Alternamos entre a incerteza e a romantização da quarentena. Tanto choramos a ver as notícias como partilhamos no Instagram os desenhos que temos feito, a arte que temos aprofundado, os livros que temos lido. Ou temos um nó na garganta e contamos o dinheiro que nos resta na conta, ou fazemos yoga com o Youtube e aprendemos novas receitas.

Mas, seja qual for o nosso espírito de hoje, ao menos temo-lo em casa. Debaixo de um tecto, com cama, comida e roupa lavada. Com internet, televisão e computador. Com um leque de escolhas no Netflix e o aquecedor ligado. E essa é uma sorte que nem todos têm.

Mattia Fiumani, realizador italiano de 37 anos - irmão do nosso querido Fiumani - fez um vídeo comovente para nos relembrar exactamente disso: talvez o luxo não seja tanto a romantização do confinamento, mas o simples facto de ter onde passar a quarentena.
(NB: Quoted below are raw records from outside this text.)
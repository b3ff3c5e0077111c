//! # Lint Subcommand
//!
//! Runs the security-best-practices pass over the declared deployment and
//! prints the report. Exits nonzero when any finding lacks a matching
//! suppression entry.

use std::path::PathBuf;

use anyhow::{bail, Context};
use clap::Args;
use cpack_stack::{build_app, lint_app};

/// Arguments for the lint subcommand.
#[derive(Args, Debug)]
pub struct LintArgs {
    /// Folder holding the conformance-pack template document.
    #[arg(long, default_value = cpack_stack::TEMPLATE_FOLDER)]
    pub template_dir: PathBuf,
}

/// Run the lint pass and report findings.
pub fn run(args: &LintArgs) -> anyhow::Result<()> {
    let app = build_app(None, &args.template_dir)
        .context("failed to declare the deployment")?;

    let mut unsuppressed = 0usize;
    for (stack, report) in lint_app(&app) {
        println!("stack {stack}:");
        print!("{report}");
        unsuppressed += report.unsuppressed().len();
    }

    if unsuppressed > 0 {
        bail!("lint pass found {unsuppressed} unsuppressed finding(s)");
    }
    Ok(())
}

#[cfg(test)]
mod tests {
    use super::*;
    use std::fs;

    #[test]
    fn test_lint_clean_on_declared_deployment() {
        let dir = tempfile::tempdir().unwrap();
        fs::write(
            dir.path().join(cpack_stack::TEMPLATE_FILENAME),
            "Resources:\n  SampleRule:\n    Type: AWS::Config::ConfigRule\n",
        )
        .unwrap();
        let args = LintArgs {
            template_dir: dir.path().to_path_buf(),
        };
        run(&args).unwrap();
    }

    #[test]
    fn test_lint_fails_on_missing_template() {
        let dir = tempfile::tempdir().unwrap();
        let args = LintArgs {
            template_dir: dir.path().join("nope"),
        };
        assert!(run(&args).is_err());
    }
}
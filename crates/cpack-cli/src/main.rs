//! # cpack CLI Entry Point
//!
//! Assembles subcommands and dispatches to handler modules.

use clap::Parser;

/// Conformance-pack stack toolchain.
///
/// Synthesizes the sustainability conformance-pack deployment into
/// templates for the external deployment engine and runs the
/// security-lint pass over the declared graph.
#[derive(Parser, Debug)]
#[command(name = "cpack", version, about)]
struct Cli {
    #[command(subcommand)]
    command: Commands,
}

#[derive(clap::Subcommand, Debug)]
enum Commands {
    /// Synthesize the deployment templates into an output directory.
    Synth(cpack_cli::synth::SynthArgs),
    /// Run the security-lint pass and report findings.
    Lint(cpack_cli::lint::LintArgs),
}

fn main() -> anyhow::Result<()> {
    tracing_subscriber::fmt()
        .with_env_filter(tracing_subscriber::EnvFilter::from_default_env())
        .init();

    let cli = Cli::parse();

    match cli.command {
        Commands::Synth(args) => cpack_cli::synth::run(&args),
        Commands::Lint(args) => cpack_cli::lint::run(&args),
    }
}
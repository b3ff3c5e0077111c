//! # Stack — Dependency-Ordered Resource Graph
//!
//! The unit of declared infrastructure deployed and destroyed together.
//! A `Stack` accumulates resource descriptions and explicit dependency
//! edges, then synthesizes them into a [`Template`].
//!
//! ## The One Correctness-Critical Invariant
//!
//! The deployment engine serializes resources connected by a dependency
//! edge and may converge everything else concurrently. When a resource
//! references another only indirectly (the conformance-pack registration
//! references the container, not the uploaded object), the ordering the
//! registration actually needs must be declared explicitly through
//! [`Stack::add_dependency()`]. The edge ends up in the resource's
//! `DependsOn` set and survives into the template.
//!
//! Apply-time, for the record, the engine walks:
//! {not-created} → create container → {container-ready} → run upload →
//! {upload-complete} → create registration → {registration-active},
//! and tears down in reverse order.

use std::collections::{BTreeMap, BTreeSet};

use serde_json::json;

use crate::env::Environment;
use crate::error::SynthError;
use crate::ids::LogicalId;
use crate::resource::Resource;
use crate::suppression::Suppression;
use crate::template::Template;

/// A named collection of resource declarations with explicit dependency
/// edges and a stack-level suppression registry.
#[derive(Debug, Clone)]
pub struct Stack {
    name: String,
    env: Option<Environment>,
    resources: BTreeMap<LogicalId, Resource>,
    suppressions: Vec<Suppression>,
}

impl Stack {
    /// Start an empty, environment-agnostic stack.
    pub fn new(name: impl Into<String>) -> Self {
        Self {
            name: name.into(),
            env: None,
            resources: BTreeMap::new(),
            suppressions: Vec::new(),
        }
    }

    /// Pin the stack to target-environment coordinates.
    ///
    /// Without coordinates the stack is environment-agnostic; nothing in
    /// this workspace requires an environment-specific lookup, so synthesis
    /// succeeds either way.
    pub fn with_env(mut self, env: Environment) -> Self {
        self.env = Some(env);
        self
    }

    /// The stack name.
    pub fn name(&self) -> &str {
        &self.name
    }

    /// Target coordinates, if the stack was pinned.
    pub fn env(&self) -> Option<&Environment> {
        self.env.as_ref()
    }

    /// Declare a resource under a logical id.
    ///
    /// # Errors
    ///
    /// Returns `SynthError::DuplicateLogicalId` if the id is already taken.
    pub fn add_resource(&mut self, id: LogicalId, resource: Resource) -> Result<(), SynthError> {
        if self.resources.contains_key(&id) {
            return Err(SynthError::DuplicateLogicalId(id.as_str().to_string()));
        }
        tracing::debug!(logical_id = %id, resource_type = resource.resource_type(), "declared resource");
        self.resources.insert(id, resource);
        Ok(())
    }

    /// Declare an explicit ordering edge: `dependency` must be converged
    /// before `dependent`.
    ///
    /// # Errors
    ///
    /// Returns `SynthError::UnknownDependency` if either end of the edge
    /// has not been declared.
    pub fn add_dependency(
        &mut self,
        dependent: &LogicalId,
        dependency: &LogicalId,
    ) -> Result<(), SynthError> {
        if !self.resources.contains_key(dependency) {
            return Err(SynthError::UnknownDependency {
                dependent: dependent.as_str().to_string(),
                missing: dependency.as_str().to_string(),
            });
        }
        let Some(resource) = self.resources.get_mut(dependent) else {
            return Err(SynthError::UnknownDependency {
                dependent: dependent.as_str().to_string(),
                missing: dependent.as_str().to_string(),
            });
        };
        resource.add_depends_on(dependency.clone());
        Ok(())
    }

    /// Look up a declared resource.
    pub fn resource(&self, id: &LogicalId) -> Option<&Resource> {
        self.resources.get(id)
    }

    /// All declared resources, keyed by logical id.
    pub fn resources(&self) -> &BTreeMap<LogicalId, Resource> {
        &self.resources
    }

    /// Attach suppression records at stack granularity.
    ///
    /// Entries accumulate in attachment order; nothing is deduplicated or
    /// added implicitly.
    pub fn add_suppressions(&mut self, entries: impl IntoIterator<Item = Suppression>) {
        self.suppressions.extend(entries);
    }

    /// The stack-level suppression registry.
    pub fn suppressions(&self) -> &[Suppression] {
        &self.suppressions
    }

    /// The order in which the engine may converge the declared resources:
    /// a topological sort over the explicit dependency edges, ties broken
    /// by logical-id order so the result is deterministic.
    ///
    /// # Errors
    ///
    /// Returns `SynthError::UnknownDependency` if an edge targets an
    /// undeclared resource, or `SynthError::DependencyCycle` if the edges
    /// admit no order.
    pub fn deployment_order(&self) -> Result<Vec<LogicalId>, SynthError> {
        // Kahn's algorithm over ordered sets.
        let mut indegree: BTreeMap<&LogicalId, usize> =
            self.resources.keys().map(|id| (id, 0)).collect();
        let mut dependents: BTreeMap<&LogicalId, BTreeSet<&LogicalId>> = BTreeMap::new();

        for (id, resource) in &self.resources {
            for dep in resource.depends_on() {
                if !self.resources.contains_key(dep) {
                    return Err(SynthError::UnknownDependency {
                        dependent: id.as_str().to_string(),
                        missing: dep.as_str().to_string(),
                    });
                }
                if dependents.entry(dep).or_default().insert(id) {
                    if let Some(deg) = indegree.get_mut(id) {
                        *deg += 1;
                    }
                }
            }
        }

        let mut ready: BTreeSet<&LogicalId> = indegree
            .iter()
            .filter(|(_, deg)| **deg == 0)
            .map(|(id, _)| *id)
            .collect();
        let mut order = Vec::with_capacity(self.resources.len());

        while let Some(id) = ready.pop_first() {
            order.push(id.clone());
            if let Some(next) = dependents.get(id) {
                for dependent in next {
                    if let Some(deg) = indegree.get_mut(dependent) {
                        *deg -= 1;
                        if *deg == 0 {
                            ready.insert(*dependent);
                        }
                    }
                }
            }
        }

        if order.len() < self.resources.len() {
            let stuck = indegree
                .iter()
                .filter(|(_, deg)| **deg > 0)
                .map(|(id, _)| id.as_str().to_string())
                .next()
                .unwrap_or_default();
            return Err(SynthError::DependencyCycle(stuck));
        }
        Ok(order)
    }

    /// Synthesize the stack into a [`Template`].
    ///
    /// Validates the dependency edges (every edge resolves, no cycles) and
    /// renders the resource map plus the suppression registry. Synthesis is
    /// pure: the same stack synthesizes to the same template every time.
    pub fn synthesize(&self) -> Result<Template, SynthError> {
        self.deployment_order()?;

        let metadata = if self.suppressions.is_empty() {
            None
        } else {
            Some(json!({
                "cpack_nag": { "rules_to_suppress": self.suppressions }
            }))
        };

        tracing::debug!(
            stack = %self.name,
            resources = self.resources.len(),
            suppressions = self.suppressions.len(),
            "synthesized stack"
        );
        Ok(Template::new(self.resources.clone(), metadata))
    }
}
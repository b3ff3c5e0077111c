//! # cpack-core — Foundational Types for the Conformance-Pack Stack
//!
//! This crate is the bedrock of the conformance-pack deployment workspace.
//! It defines the declarative resource-graph primitives that every other
//! crate builds on: validated logical identifiers, resource descriptions,
//! the `Stack` builder with explicit dependency edges, suppression records,
//! and deterministic synthesis to the deployment engine's template format.
//!
//! ## Key Design Principles
//!
//! 1. **Newtype wrappers for identifiers.** `LogicalId` is a validated
//!    newtype; no bare strings name resources anywhere in the workspace.
//!
//! 2. **Declare-then-apply separation.** This crate only describes desired
//!    end-state resources and their dependency edges. The external
//!    deployment engine converges infrastructure to match; nothing here
//!    performs network calls or provisioning.
//!
//! 3. **Explicit context, no singletons.** The deployment unit is an `App`
//!    value threaded through the declaration steps. There is no module-level
//!    shared state to attach stacks or suppressions to.
//!
//! 4. **Deterministic synthesis.** Resources live in ordered maps, dependency
//!    sets are ordered, and template digests are computed over canonical
//!    (RFC 8785) bytes. Synthesizing the same graph twice produces identical
//!    output, byte for byte.
//!
//! ## Crate Policy
//!
//! - No dependencies on other `cpack-*` crates (this is the leaf of the DAG).
//! - No `unsafe` code.
//! - No `panic!()` or `.unwrap()` outside tests.
//! - All public types derive `Debug` and `Clone`, and implement
//!   `Serialize`/`Deserialize`.

pub mod app;
pub mod digest;
pub mod env;
pub mod error;
pub mod ids;
pub mod intrinsics;
pub mod resource;
pub mod stack;
pub mod suppression;
pub mod template;

// Re-export primary types for ergonomic imports.
pub use app::App;
pub use digest::{canonical_digest, ContentDigest};
pub use env::Environment;
pub use error::SynthError;
pub use ids::LogicalId;
pub use resource::{DeletionPolicy, Resource};
pub use stack::Stack;
pub use suppression::Suppression;
pub use template::Template;
//! # Bucket Deployment
//!
//! Declares the one-shot copy of a local source folder into a declared
//! bucket. At apply time the engine diffs the fingerprinted source against
//! the bucket's committed content and copies what changed, using a helper
//! execution role and ephemeral compute of its own (acknowledged here,
//! not modeled).

use std::path::Path;

use cpack_core::{LogicalId, Resource, Stack};
use serde_json::json;
use thiserror::Error;

use crate::asset::{AssetError, SourceFingerprint};
use crate::s3::Bucket;

/// Error while declaring a bucket deployment.
#[derive(Error, Debug)]
pub enum DeployError {
    /// The source folder could not be read or fingerprinted.
    #[error(transparent)]
    Asset(#[from] AssetError),

    /// The resource declaration itself failed.
    #[error(transparent)]
    Synth(#[from] cpack_core::SynthError),
}

/// Handle to a declared upload operation.
#[derive(Debug, Clone)]
pub struct BucketDeployment {
    logical_id: LogicalId,
    fingerprint: SourceFingerprint,
}

impl BucketDeployment {
    /// Declare the copy of `source` into `destination`.
    ///
    /// The source folder is fingerprinted immediately, so a missing or
    /// empty folder fails at synthesis rather than at apply. The emitted
    /// description depends on the destination bucket; the registration
    /// step must in turn declare its dependency on this description.
    ///
    /// # Errors
    ///
    /// Returns `DeployError::Asset` for unreadable source folders and
    /// `DeployError::Synth` for id collisions.
    pub fn declare(
        stack: &mut Stack,
        id: &str,
        source: &Path,
        destination: &Bucket,
    ) -> Result<Self, DeployError> {
        let logical_id = LogicalId::new(id)?;
        let fingerprint = SourceFingerprint::of_folder(source)?;

        let resource = Resource::new(
            "Custom::BucketDeployment",
            json!({
                "SourceFingerprint": fingerprint.to_hex(),
                "DestinationBucketName": destination.name_expression(),
                "Prune": false
            }),
        );
        stack.add_resource(logical_id.clone(), resource)?;
        stack.add_dependency(&logical_id, destination.logical_id())?;

        tracing::debug!(
            deployment = %logical_id,
            fingerprint = %fingerprint,
            "declared bucket deployment"
        );
        Ok(Self {
            logical_id,
            fingerprint,
        })
    }

    /// Logical id of the upload-operation resource.
    pub fn logical_id(&self) -> &LogicalId {
        &self.logical_id
    }

    /// Fingerprint of the source folder at declaration time.
    pub fn fingerprint(&self) -> &SourceFingerprint {
        &self.fingerprint
    }
}

#[cfg(test)]
mod tests {
    use super::*;
    use std::fs;

    fn source_dir() -> tempfile::TempDir {
        let dir = tempfile::tempdir().unwrap();
        fs::write(dir.path().join("template.yaml"), "Resources: {}\n").unwrap();
        dir
    }

    fn stack_with_bucket() -> (Stack, Bucket) {
        let mut stack = Stack::new("TestStack");
        let bucket = Bucket::declare(&mut stack, "Bucket").unwrap();
        (stack, bucket)
    }

    #[test]
    fn test_declares_copy_resource() {
        let dir = source_dir();
        let (mut stack, bucket) = stack_with_bucket();
        let deployment =
            BucketDeployment::declare(&mut stack, "Upload", dir.path(), &bucket).unwrap();

        let resource = stack.resource(deployment.logical_id()).unwrap();
        assert_eq!(resource.resource_type(), "Custom::BucketDeployment");
        assert_eq!(
            resource.properties()["SourceFingerprint"],
            deployment.fingerprint().to_hex()
        );
        assert_eq!(resource.properties()["DestinationBucketName"]["Ref"], "Bucket");
    }

    #[test]
    fn test_depends_on_destination() {
        let dir = source_dir();
        let (mut stack, bucket) = stack_with_bucket();
        let deployment =
            BucketDeployment::declare(&mut stack, "Upload", dir.path(), &bucket).unwrap();
        assert!(stack
            .resource(deployment.logical_id())
            .unwrap()
            .depends_on()
            .contains(bucket.logical_id()));
    }

    #[test]
    fn test_missing_source_fails_at_declaration() {
        let (mut stack, bucket) = stack_with_bucket();
        let err = BucketDeployment::declare(
            &mut stack,
            "Upload",
            Path::new("/no/such/folder"),
            &bucket,
        )
        .unwrap_err();
        assert!(matches!(err, DeployError::Asset(AssetError::SourceMissing(_))));
    }

    #[test]
    fn test_same_source_same_declaration() {
        let dir = source_dir();
        let (mut stack_a, bucket_a) = stack_with_bucket();
        let a = BucketDeployment::declare(&mut stack_a, "Upload", dir.path(), &bucket_a).unwrap();
        let (mut stack_b, bucket_b) = stack_with_bucket();
        let b = BucketDeployment::declare(&mut stack_b, "Upload", dir.path(), &bucket_b).unwrap();
        assert_eq!(a.fingerprint(), b.fingerprint());
        assert_eq!(
            stack_a.resource(a.logical_id()).unwrap(),
            stack_b.resource(b.logical_id()).unwrap()
        );
    }
}
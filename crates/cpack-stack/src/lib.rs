//! # cpack-stack — The Sustainability Conformance-Pack Deployment
//!
//! The concrete deployment this workspace exists for: a storage bucket, a
//! one-shot upload of the sustainability compliance-rules template into
//! it, and the registration of that template as a conformance pack with
//! the configuration-auditing service, in that order, with the ordering
//! declared explicitly.
//!
//! [`ConformancePackStack`] wires the three resources;
//! [`build_app()`](app::build_app) is the deployment entry point that
//! additionally attaches the accepted lint suppressions and hands the
//! stack to an explicit [`App`](cpack_core::App) context.
//!
//! ## Fixed Configuration
//!
//! Bucket security posture, naming, the template folder, and the template
//! filename are constants. Multi-environment parameterization of names or
//! template content is deliberately not provided; only the optional
//! account/region coordinates vary per deployment.

pub mod app;
pub mod error;
pub mod stack;

pub use app::{accepted_suppressions, build_app, lint_app};
pub use error::StackError;
pub use stack::ConformancePackStack;

/// Stack name under which the deployment unit is registered.
pub const STACK_NAME: &str = "SustainabilityConformancePackStack";

/// Name under which the pack is registered with the auditing service.
pub const PACK_NAME: &str = "SustainabilityConformancePack";

/// Delivery key prefix for the auditing service. A delivery-location
/// parameter on the registration, never part of the template URI.
pub const DELIVERY_KEY_PREFIX: &str = "sustainability-conformance-pack";

/// Folder holding the compliance-rules template, relative to the
/// repository root.
pub const TEMPLATE_FOLDER: &str = "assets/conformance-pack-template";

/// Fixed filename of the template document within the folder.
pub const TEMPLATE_FILENAME: &str = "template.yaml";
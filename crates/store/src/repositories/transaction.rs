//! Transaction repository.

use std::sync::Arc;

use async_trait::async_trait;
use chama_core::auth::Capabilities;
use chama_core::ledger::{LedgerAggregator, LedgerError, LedgerScope, LedgerSummary, Transaction};
use chama_core::members::Member;
use chama_core::workflow::{FinanceEntry, WorkflowAction, WorkflowError, WorkflowService};
use chama_shared::types::TransactionId;
use rust_decimal::Decimal;
use tokio::sync::RwLock;

use crate::directory::TransactionSource;

/// Group ledger backed by a shared vector. Insertion order is preserved.
#[derive(Debug, Clone, Default)]
pub struct TransactionRepository {
    transactions: Arc<RwLock<Vec<Transaction>>>,
}

impl TransactionRepository {
    /// Creates an empty ledger.
    #[must_use]
    pub fn new() -> Self {
        Self::default()
    }

    /// Appends a transaction as-is. Used for seeding.
    pub async fn insert(&self, tx: Transaction) {
        self.transactions.write().await.push(tx);
    }

    /// Summary for a scope, computed from the current ledger.
    ///
    /// # Errors
    ///
    /// Returns `LedgerError::Overflow` if the totals leave the decimal range.
    pub async fn summary(&self, scope: &LedgerScope) -> Result<LedgerSummary, LedgerError> {
        LedgerAggregator::aggregate(&self.transactions.read().await, scope)
    }

    /// Transactions whose member name or description matches the term.
    pub async fn search(&self, term: &str) -> Vec<Transaction> {
        let transactions = self.transactions.read().await;
        LedgerAggregator::search(&transactions, term)
            .into_iter()
            .cloned()
            .collect()
    }

    /// Records a pending transaction.
    ///
    /// # Errors
    ///
    /// Returns an error if the actor may not key in finances or the entry is invalid.
    pub async fn record(
        &self,
        entry: FinanceEntry,
        directory: &[Member],
        actor: &Capabilities,
    ) -> Result<Transaction, WorkflowError> {
        let tx = WorkflowService::record(entry, directory, actor)?;
        self.transactions.write().await.push(tx.clone());
        Ok(tx)
    }

    /// Approves a pending transaction.
    ///
    /// # Errors
    ///
    /// Returns an error if the transaction is unknown, not pending, or the actor may not approve.
    pub async fn approve(
        &self,
        id: TransactionId,
        approved_by: &str,
        actor: &Capabilities,
    ) -> Result<Transaction, WorkflowError> {
        self.transition(id, |tx| WorkflowService::approve(tx, approved_by, actor))
            .await
    }

    /// Rejects a pending transaction.
    ///
    /// # Errors
    ///
    /// Returns an error if the transaction is unknown, not pending, or the actor may not approve.
    pub async fn reject(
        &self,
        id: TransactionId,
        actor: &Capabilities,
    ) -> Result<Transaction, WorkflowError> {
        self.transition(id, |tx| WorkflowService::reject(tx, actor))
            .await
    }

    /// Changes a transaction's amount.
    ///
    /// # Errors
    ///
    /// Returns an error if the transaction is unknown, the amount is invalid, or the actor may not edit.
    pub async fn edit_amount(
        &self,
        id: TransactionId,
        amount: Decimal,
        actor: &Capabilities,
    ) -> Result<Transaction, WorkflowError> {
        self.transition(id, |_| WorkflowService::edit_amount(amount, actor))
            .await
    }

    async fn transition(
        &self,
        id: TransactionId,
        decide: impl FnOnce(&Transaction) -> Result<WorkflowAction, WorkflowError>,
    ) -> Result<Transaction, WorkflowError> {
        let mut transactions = self.transactions.write().await;
        let tx = WorkflowService::require_mut(&mut transactions, id)?;
        decide(&*tx)?.apply(tx);
        Ok(tx.clone())
    }
}

#[async_trait]
impl TransactionSource for TransactionRepository {
    async fn transactions(&self) -> Vec<Transaction> {
        self.transactions.read().await.clone()
    }
}
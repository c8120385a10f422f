//! Ledger error types.

use chama_shared::AppError;
use thiserror::Error;

/// Errors that can occur while aggregating the ledger.
#[derive(Debug, Clone, PartialEq, Eq, Error)]
pub enum LedgerError {
    /// A running total left the representable decimal range.
    #[error("Ledger {0} exceeds the supported range")]
    Overflow(&'static str),
}

impl LedgerError {
    /// Returns the error code for API responses.
    #[must_use]
    pub fn error_code(&self) -> &'static str {
        match self {
            Self::Overflow(_) => "LEDGER_OVERFLOW",
        }
    }
}

impl From<LedgerError> for AppError {
    fn from(err: LedgerError) -> Self {
        Self::BusinessRule(err.to_string())
    }
}
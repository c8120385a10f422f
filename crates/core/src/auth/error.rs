//! Authentication and authorization errors.

use chama_shared::AppError;
use thiserror::Error;

use super::permissions::Capability;
use super::pin::PinError;
use super::role::UserRole;

/// Errors raised while logging in or checking capabilities.
#[derive(Debug, Error)]
pub enum AuthError {
    /// Member code or PIN was left blank.
    #[error("Please enter both Member ID and PIN")]
    MissingCredentials,

    /// No active member matches the credentials.
    ///
    /// Deliberately does not say whether the code, the PIN or the account
    /// status was the problem.
    #[error("Invalid Member ID or PIN")]
    InvalidCredentials,

    /// The role does not grant the capability.
    #[error("{role} is not allowed to {capability}")]
    Forbidden {
        /// The caller's role.
        role: UserRole,
        /// The capability that was required.
        capability: Capability,
    },

    /// The view is reserved for committee roles.
    #[error("{role} is not allowed to open the group ledger")]
    AdminOnly {
        /// The caller's role.
        role: UserRole,
    },

    /// PIN hashing failed.
    #[error(transparent)]
    Pin(#[from] PinError),
}

impl From<AuthError> for AppError {
    fn from(err: AuthError) -> Self {
        match err {
            AuthError::MissingCredentials => Self::Validation(err.to_string()),
            AuthError::InvalidCredentials => Self::Unauthorized(err.to_string()),
            AuthError::Forbidden { .. } | AuthError::AdminOnly { .. } => {
                Self::Forbidden(err.to_string())
            }
            AuthError::Pin(_) => Self::Internal(err.to_string()),
        }
    }
}

#[cfg(test)]
mod tests {
    use super::*;

    #[test]
    fn test_invalid_credentials_maps_to_unauthorized() {
        let err: AppError = AuthError::InvalidCredentials.into();
        assert_eq!(err.error_code(), "UNAUTHORIZED");
        assert_eq!(err.to_string(), "Authentication failed: Invalid Member ID or PIN");
    }

    #[test]
    fn test_missing_credentials_maps_to_validation() {
        let err: AppError = AuthError::MissingCredentials.into();
        assert_eq!(err.error_code(), "VALIDATION_ERROR");
    }

    #[test]
    fn test_forbidden_message() {
        let err = AuthError::Forbidden {
            role: UserRole::Secretary,
            capability: Capability::ApproveTransactions,
        };
        assert_eq!(err.to_string(), "secretary is not allowed to approve transactions");
        let err: AppError = err.into();
        assert_eq!(err.error_code(), "FORBIDDEN");
    }

    #[test]
    fn test_admin_only_maps_to_forbidden() {
        let err = AuthError::AdminOnly {
            role: UserRole::Member,
        };
        assert_eq!(err.to_string(), "member is not allowed to open the group ledger");
        assert_eq!(AppError::from(err).error_code(), "FORBIDDEN");
    }
}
O vídeo foi filmado em Los Angeles - cidade em que o número de pessoas sem-abrigo é avassalador e dos mais altos dos EUA - mas o tema é universal. A população sem-abrigo está completamente desprotegida desta pandemia e cabe-nos a nós protegê-los. Sair à rua apenas para comprar o essencial, usar máscaras e luvas, não tocar em nada mas ajudar quem podemos da maneira que acharmos mais sensata. E, claro, lembrarmo-nos da sorte que ainda temos, mesmo dentro deste quadro negro.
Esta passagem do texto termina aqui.